O RPG de ação em terceira pessoa The Blood of Dawnwalker será lançado em 3 de setembro para PC, PlayStation 5 e Xbox Series S/X, e já está gerando expectativas por sua proposta ambiciosa. Desenvolvido pela Rebel Wolves, equipe que inclui veteranos de The Witcher III: Wild Hunt, o jogo traz uma narrativa profunda com duração estimada de até 70 horas para quem explorar tudo.
Um dos principais diferenciais da obra está na dualidade do protagonista Coen, um vampiro capaz de andar à luz do dia, o que é incomum para sua espécie. Contudo, o personagem precisa controlar sua sede vampírica para não perder o controle e atacar até mesmo personagens não jogáveis aliados. Segundo o diretor criativo Mateusz Tomaszkiewicz, essa mecânica foi incluída para evitar que o protagonista se tornasse apenas um super-herói com poderes especiais.
Narrativa e jogabilidade pensadas para escolhas e consequências

O sistema de missões no jogo não diferencia entre principais e secundárias, oferecendo um “sandbox narrativo” onde o jogador decide seu ritmo e caminho. Missões maiores e menores podem ser concluídas em qualquer ordem, e certas decisões podem afetar personagens importantes devido à fome de Coen. O peso ético da escolha entre manter a humanidade ou ceder à corrupção vampírica reforça o tom sombrio da aventura e permite moldar o personagem conforme a vontade do jogador.

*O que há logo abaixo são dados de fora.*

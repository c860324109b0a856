// SPDX-License-Identifier: BUSL-1.1
// Copyright (c) 2026 Alfred Jean LLC

//! Daemon lifecycle management: startup, shutdown, recovery.

use std::fs::{File, OpenOptions};
use std::io::Write;
use std::sync::{Arc, Mutex};
use std::time::Instant;

use fs2::FileExt;
use rota_adapters::{FsMediaSource, TracedMediaSource, TracedNotifier, TracedSetter};
use rota_core::{SystemClock, UuidIdGen};
use rota_daemon::{DaemonPaths, PathError};
use rota_engine::{Runtime, RuntimeDeps, RuntimeError};
use rota_storage::{MaterializedState, Wal};
use thiserror::Error;
use tokio::net::UnixListener;
use tokio::sync::mpsc;
use tracing::{error, info, warn};

use crate::adapters::{DaemonNotifier, DaemonSetter};
use crate::config::{ConfigError, DaemonConfig};

/// Daemon runtime with concrete adapter types (wrapped with tracing)
pub type DaemonRuntime = Runtime<
    TracedSetter<DaemonSetter>,
    TracedMediaSource<FsMediaSource>,
    TracedNotifier<DaemonNotifier>,
    SystemClock,
    UuidIdGen,
>;

/// What a connection task needs from the daemon
#[derive(Clone)]
pub struct ConnectionContext {
    pub runtime: DaemonRuntime,
    pub start_time: Instant,
    /// Asks the event loop to shut down
    pub shutdown_tx: mpsc::Sender<()>,
}

/// Daemon state during operation
pub struct DaemonState {
    pub paths: DaemonPaths,
    pub config: DaemonConfig,
    // NOTE(lifetime): Held to maintain exclusive file lock; released on drop
    #[allow(dead_code)]
    lock_file: File,
    /// Unix socket listener
    pub listener: UnixListener,
    pub runtime: DaemonRuntime,
    /// When daemon started
    pub start_time: Instant,
    /// Shutdown requests from connection tasks
    pub shutdown_requests: mpsc::Receiver<()>,
    shutdown_tx: mpsc::Sender<()>,
}

impl DaemonState {
    pub fn connection_context(&self) -> ConnectionContext {
        ConnectionContext {
            runtime: self.runtime.clone(),
            start_time: self.start_time,
            shutdown_tx: self.shutdown_tx.clone(),
        }
    }

    /// Start a rotation task for every timer that has come due
    ///
    /// Rotations run off the event loop so a slow setter never delays the
    /// next tick or a client request.
    pub fn fire_due_timers(&self) -> usize {
        let events = self.runtime.due_timers();
        let fired = events.len();
        for event in events {
            let runtime = self.runtime.clone();
            tokio::spawn(async move {
                if let Err(e) = runtime.handle_event(event).await {
                    error!(error = %e, "timer handling failed");
                }
            });
        }
        fired
    }

    /// Compact the WAL once it grows past the configured size
    pub fn maintain(&self) {
        match self
            .runtime
            .compact_if_needed(self.config.daemon.compact_after)
        {
            Ok(true) => info!("WAL compacted"),
            Ok(false) => {}
            Err(e) => warn!(error = %e, "WAL compaction failed"),
        }
    }

    /// Shutdown the daemon gracefully
    pub async fn shutdown(&mut self) -> Result<(), LifecycleError> {
        info!("Shutting down daemon...");

        for path in [
            &self.paths.socket_path,
            &self.paths.lock_path,
            &self.paths.version_path,
        ] {
            if path.exists() {
                if let Err(e) = std::fs::remove_file(path) {
                    warn!("Failed to remove {}: {}", path.display(), e);
                }
            }
        }

        // Lock file is released automatically when self.lock_file is dropped
        info!("Daemon shutdown complete");
        Ok(())
    }
}

/// Lifecycle errors
#[derive(Debug, Error)]
pub enum LifecycleError {
    #[error(transparent)]
    Paths(#[from] PathError),

    #[error("Failed to acquire lock: daemon already running?")]
    LockFailed(#[source] std::io::Error),

    #[error("Failed to bind socket at {0}: {1}")]
    BindFailed(std::path::PathBuf, std::io::Error),

    #[error(transparent)]
    Config(#[from] ConfigError),

    #[error("WAL error: {0}")]
    Wal(#[from] rota_storage::WalError),

    #[error("IO error: {0}")]
    Io(#[from] std::io::Error),

    #[error("Runtime error: {0}")]
    Runtime(#[from] RuntimeError),
}

/// Start the daemon
pub async fn startup(
    paths: &DaemonPaths,
    config: DaemonConfig,
) -> Result<DaemonState, LifecycleError> {
    match startup_inner(paths, config).await {
        Ok(state) => Ok(state),
        // Another daemon owns these files
        Err(e @ LifecycleError::LockFailed(_)) => Err(e),
        Err(e) => {
            cleanup_on_failure(paths);
            Err(e)
        }
    }
}

/// Inner startup logic - cleanup_on_failure called if this fails
async fn startup_inner(
    paths: &DaemonPaths,
    config: DaemonConfig,
) -> Result<DaemonState, LifecycleError> {
    // 1. Create directories
    std::fs::create_dir_all(&paths.state_dir)?;
    if let Some(parent) = paths.socket_path.parent() {
        std::fs::create_dir_all(parent)?;
    }
    if let Some(parent) = paths.wal_path.parent() {
        std::fs::create_dir_all(parent)?;
    }

    // 2. Acquire lock file FIRST - prevents races
    let mut lock_file = OpenOptions::new()
        .create(true)
        .truncate(false)
        .write(true)
        .open(&paths.lock_path)?;
    lock_file
        .try_lock_exclusive()
        .map_err(LifecycleError::LockFailed)?;
    lock_file.set_len(0)?;
    writeln!(lock_file, "{}", std::process::id())?;

    std::fs::write(&paths.version_path, env!("CARGO_PKG_VERSION"))?;

    // 3. Load state from WAL
    let wal = Wal::open(&paths.wal_path)?;
    let ops = Wal::replay(&paths.wal_path)?;
    let state = MaterializedState::from_operations(&ops);

    info!(
        "Loaded state: {} albums, {} folders, {} WAL entries",
        state.catalog.albums().count(),
        state.catalog.folders().count(),
        ops.len()
    );

    // 4. Set up adapters (wrapped with tracing for observability)
    let setter = DaemonSetter::from_config(&config);
    if matches!(setter, DaemonSetter::NoOp(_)) {
        warn!("no setter.command configured; rotations will not change the wallpaper");
    }
    let runtime = Runtime::new(
        RuntimeDeps {
            setter: TracedSetter::new(setter),
            media: TracedMediaSource::new(FsMediaSource::new()),
            notify: TracedNotifier::new(DaemonNotifier::from_config(&config)),
            wal: Arc::new(Mutex::new(wal)),
            state: Arc::new(Mutex::new(state)),
        },
        SystemClock,
        UuidIdGen,
        config.rotation(),
    );

    if runtime.compact_if_needed(config.daemon.compact_after)? {
        info!("WAL compacted at startup");
    }

    // 5. Re-arm triggers from stored settings before anything can change them
    let reconciliation = runtime.reconcile().await?;
    for conflict in &reconciliation.conflicts {
        let (target, reason) = (conflict.target, conflict.reason);
        warn!(%target, %reason, "schedule not armed");
    }

    // 6. Remove stale socket and bind (LAST - only after all validation passes)
    if paths.socket_path.exists() {
        std::fs::remove_file(&paths.socket_path)?;
    }
    let listener = UnixListener::bind(&paths.socket_path)
        .map_err(|e| LifecycleError::BindFailed(paths.socket_path.clone(), e))?;

    info!("Daemon started with state in {}", paths.state_dir.display());

    let (shutdown_tx, shutdown_requests) = mpsc::channel(1);
    Ok(DaemonState {
        paths: paths.clone(),
        config,
        lock_file,
        listener,
        runtime,
        start_time: Instant::now(),
        shutdown_requests,
        shutdown_tx,
    })
}

/// Clean up resources on startup failure
fn cleanup_on_failure(paths: &DaemonPaths) {
    for path in [&paths.socket_path, &paths.version_path, &paths.lock_path] {
        if path.exists() {
            let _ = std::fs::remove_file(path);
        }
    }
}

#[cfg(test)]
#[path = "lifecycle_tests.rs"]
mod tests;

Embora seja possível terminar The Blood of Dawnwalker rapidamente ao invadir o castelo do antagonista e resgatar a família de Coen, a recomendação dos desenvolvedores é uma experiência mais profunda. Explorar o vasto mundo do game, interagir com as histórias e desbloquear habilidades torna a missão mais viável e acrescenta camada de imersão ao personagem e seu objetivo.
A semelhança com The Legend of Zelda: Breath of the Wild, citada pela equipe, está na liberdade dada ao jogador para decidir como enfrentar o enredo, seja com pressa ou aproveitando toda a narrativa. The Blood of Dawnwalker promete um equilíbrio entre ação, escolhas morais e um universo rico, com potencial para agradar fãs de RPGs que buscam uma experiência multifacetada e envolvente.
Para o público, fica o convite para fugir da tentação de pular direto para o confronto final e se permitir aprofundar nas complexidades do enredo e na construção de Coen. Essa abordagem pode enriquecer o entendimento da trama e o impacto das decisões, valorizando o investimento no tempo e na imersão.